April 21, 2016

Is Change Good?

What's the greatest obstacle to change and renewal in the Church? Lutherans are a mixed bag these days, but most of the time I presume political gridlock isn't to blame so much as apathy. (And perhaps "apathy" isn't the right word. Sometimes it seems almost like a militant adherence to the status quo.) Speaking from my experience, I don't know how many times in the past several years "I've never heard any complaints" was given as a reason not to change something. Its close relatives are: "We've always done it this way," and "If it ain't broke, don't fix it." It perplexes me to some degree. If I can find someone who is willing to voice some complaint, or at least suggest that improvements could be made, then will you consider changing? What if, like good Lutherans, we're just keeping our opinions to ourselves? Mother always said, "If you don't have anything nice to say..."

The same old argument came out of the bag recently in regard to commissioning artwork to commemorate the 500th anniversary of the Reformation. It's happened often enough to at least give me pause. Is there something to it? Are there times when the status quo is to be honored above change? If I can understand the mindset, maybe that will help me to overcome the rigid apathy.

I consider myself a traditionalist, so in that regard it's somewhat odd that I so often find myself on the side of change. On the one hand, I thank God that my church is a conservative Lutheran congregation. We don't have battles over praise bands, trendy youth programs, or licentious pastors. I think my church is pretty normal among the WELS in that regard.

On the other hand, probably like many WELS churches, we sometimes confuse the status quo for "tradition." They aren't necessarily the same. The traditions of the Church (e.g., the liturgy) were established long ago and for good reasons (e.g. maintaining good order, preaching the gospel, aiding learning). Those reasons still stand. The interesting thing about the traditions of the Church is that even while they remain, they change. What served as the liturgy in the Byzantine Empire won't work for 21st century American Lutherans in Seward, Nebraska. But we still have a liturgy, and we probably sing some of the same biblical canticles that Justinian sang—only they've been translated into English and set to different music with different instruments. The clergy that served in Hagia Sophia would have worn albs, just like our pastor. But their vesture would have seemed distinctly Roman and somewhat alien to us.

Traditions in the church are commended by the Book of Concord as being good and useful, but they change. Aside from regional and cultural changes that occur when Christianity is transmitted around the world, Christians have deliberately and often improved the tradition. This is why Romanesque churches eventually gave way to Gothic—many Europeans thought that pointed vaults, stained glass windows, more light, and greater verticality resulted in a more beautiful and fitting setting for worship. Note: These weren't radical changes—they occurred slowly over hundreds of years, and maintained the same basic layout of churches past. Also Note: There was nothing wrong with the previous style. When Constantine first made Christianity legal, Christians who had worshipped well enough in house-churches didn't remain there; they began building large basilica-churches. Likewise, the Gothic style didn't come about because parishioners complained that they didn't like rounded arches. In both cases, church architecture changed because Christians with artistic sensibilities saw room for improvement.

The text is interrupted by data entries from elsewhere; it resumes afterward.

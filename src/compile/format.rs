//! Response formats carried as a path extension (`/users/1.json`).

use crate::config::RoutingConfig;
use axum::http::{Request, Uri};
use std::sync::Arc;
use std::task::{Context, Poll};
use tower::{Layer, Service};

/// Format of the current request: the stripped path extension, or the default format.
#[derive(Debug, Clone, PartialEq, Eq)]
pub struct RequestFormat(pub String);

/// Tower layer that strips a format extension from the request path before routing.
///
/// Routes read with a `.{_format}` suffix are served at their bare path, so the
/// compiled router has to be wrapped for `/users/1.json` to reach `/users/{id}`.
/// The extension (or the default format) is handed to handlers as [`RequestFormat`].
///
/// # Example
///
/// ```rust,ignore
/// let router = registry.compile(&routes)?;
/// let app = FormatLayer::from_config(&config).layer(router);
/// axum::serve(listener, tower::make::Shared::new(app)).await?;
/// ```
#[derive(Debug, Clone, Default)]
pub struct FormatLayer {
    formats: Arc<Vec<String>>,
    default_format: Option<String>,
}

impl FormatLayer {
    /// An empty `formats` list accepts any alphanumeric extension.
    pub fn new(formats: Vec<String>, default_format: Option<String>) -> Self {
        Self {
            formats: Arc::new(formats),
            default_format,
        }
    }

    pub fn from_config(config: &RoutingConfig) -> Self {
        Self::new(config.formats.clone(), config.default_format.clone())
    }

    fn accepts(&self, extension: &str) -> bool {
        if self.formats.is_empty() {
            !extension.is_empty() && extension.chars().all(|c| c.is_ascii_alphanumeric())
        } else {
            self.formats.iter().any(|format| format == extension)
        }
    }

    /// Split `path` into the routed path and its format extension.
    fn split_extension<'a>(&self, path: &'a str) -> Option<(&'a str, &'a str)> {
        let last = path.rsplit('/').next()?;
        let (stem, extension) = last.rsplit_once('.')?;
        if stem.is_empty() || !self.accepts(extension) {
            return None;
        }
        Some((&path[..path.len() - extension.len() - 1], extension))
    }
}

impl<S> Layer<S> for FormatLayer {
    type Service = FormatService<S>;

    fn layer(&self, inner: S) -> Self::Service {
        FormatService {
            inner,
            layer: self.clone(),
        }
    }
}

#[derive(Debug, Clone)]
pub struct FormatService<S> {
    inner: S,
    layer: FormatLayer,
}

impl<S, B> Service<Request<B>> for FormatService<S>
where
    S: Service<Request<B>>,
{
    type Response = S::Response;
    type Error = S::Error;
    type Future = S::Future;

    fn poll_ready(&mut self, cx: &mut Context<'_>) -> Poll<Result<(), Self::Error>> {
        self.inner.poll_ready(cx)
    }

    fn call(&mut self, mut req: Request<B>) -> Self::Future {
        let split = self
            .layer
            .split_extension(req.uri().path())
            .map(|(path, extension)| (path.to_string(), extension.to_string()));

        let format = match split {
            Some((path, extension)) => match rewrite_path(req.uri(), &path) {
                Some(uri) => {
                    tracing::trace!("Serving {} as {}", req.uri().path(), extension);
                    *req.uri_mut() = uri;
                    Some(extension)
                }
                None => None,
            },
            None => self.layer.default_format.clone(),
        };

        if let Some(format) = format {
            req.extensions_mut().insert(RequestFormat(format));
        }
        self.inner.call(req)
    }
}

fn rewrite_path(uri: &Uri, path: &str) -> Option<Uri> {
    let path_and_query = match uri.query() {
        Some(query) => format!("{}?{}", path, query),
        None => path.to_string(),
    };
    let mut parts = uri.clone().into_parts();
    parts.path_and_query = Some(path_and_query.parse().ok()?);
    Uri::from_parts(parts).ok()
}

#[cfg(test)]
mod tests {
    use super::*;

    #[test]
    fn test_split_allowed_extension() {
        let layer = FormatLayer::new(vec!["json".to_string(), "xml".to_string()], None);
        assert_eq!(layer.split_extension("/users/1.json"), Some(("/users/1", "json")));
        assert_eq!(layer.split_extension("/users.xml"), Some(("/users", "xml")));
        assert_eq!(layer.split_extension("/users/1.txt"), None);
        assert_eq!(layer.split_extension("/v1.2/users"), None);
        assert_eq!(layer.split_extension("/.json"), None);
        assert_eq!(layer.split_extension("/"), None);
    }

    #[test]
    fn test_unrestricted_formats() {
        let layer = FormatLayer::default();
        assert_eq!(layer.split_extension("/users/1.csv"), Some(("/users/1", "csv")));
        assert_eq!(layer.split_extension("/users/1."), None);
        assert_eq!(layer.split_extension("/users/1.tar-gz"), None);
    }

    #[test]
    fn test_rewrite_keeps_query() {
        let uri: Uri = "/users/1.json?fields=name".parse().unwrap();
        let rewritten = rewrite_path(&uri, "/users/1").unwrap();
        assert_eq!(rewritten.path(), "/users/1");
        assert_eq!(rewritten.query(), Some("fields=name"));
    }
}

Jump forward to 1517. Martin Luther reformed many of the traditions of the Catholic Church. One notable example was that he excised the Canon of the Mass from the liturgy. The original reasons for having the liturgy still remained—but the Canon hindered them. It turned the Sacrament of the Eucharist into a sacrifice, thus denying the once-for-all sacrifice of Christ and obscuring the essence of the gospel. This is an example of a change that was not only an improvement, but a necessity.

Luther should serve as a good example for us even in the 21st century. Contrary to the beliefs of some, the Reformation was not a one-time event. The Word and its pure teaching must constantly be guarded; the Church must undergo constant reform and renewal. Our resistance to change is understandable, given how highly Lutherans value their heritage, and given the many pressures within the church to conform to an increasingly godless culture. But we can become so wary of negative changes that we fear any change. I see that attitude in myself often enough. Change is not the enemy of the Church. Bad changes are the enemy. Good changes are the work of the Holy Spirit. It may sound like a corny corporate policy, but Meme Dwight is right: improvement is always possible.

Of course, the Church doesn't change for the sake of change. We search the scriptures and test the spirits. We want to make sure: first, that there are good reasons to change; and second, that the change will actually be an improvement before we implement it. We should always resist bad changes. And for that reason, we can find cause to commend at least some of our Lutheran stubbornness. But if Lutherans are not open to change of any kind, then we're not open to improvement, either.

And that, I think, is not a tenable position for a Christian to have.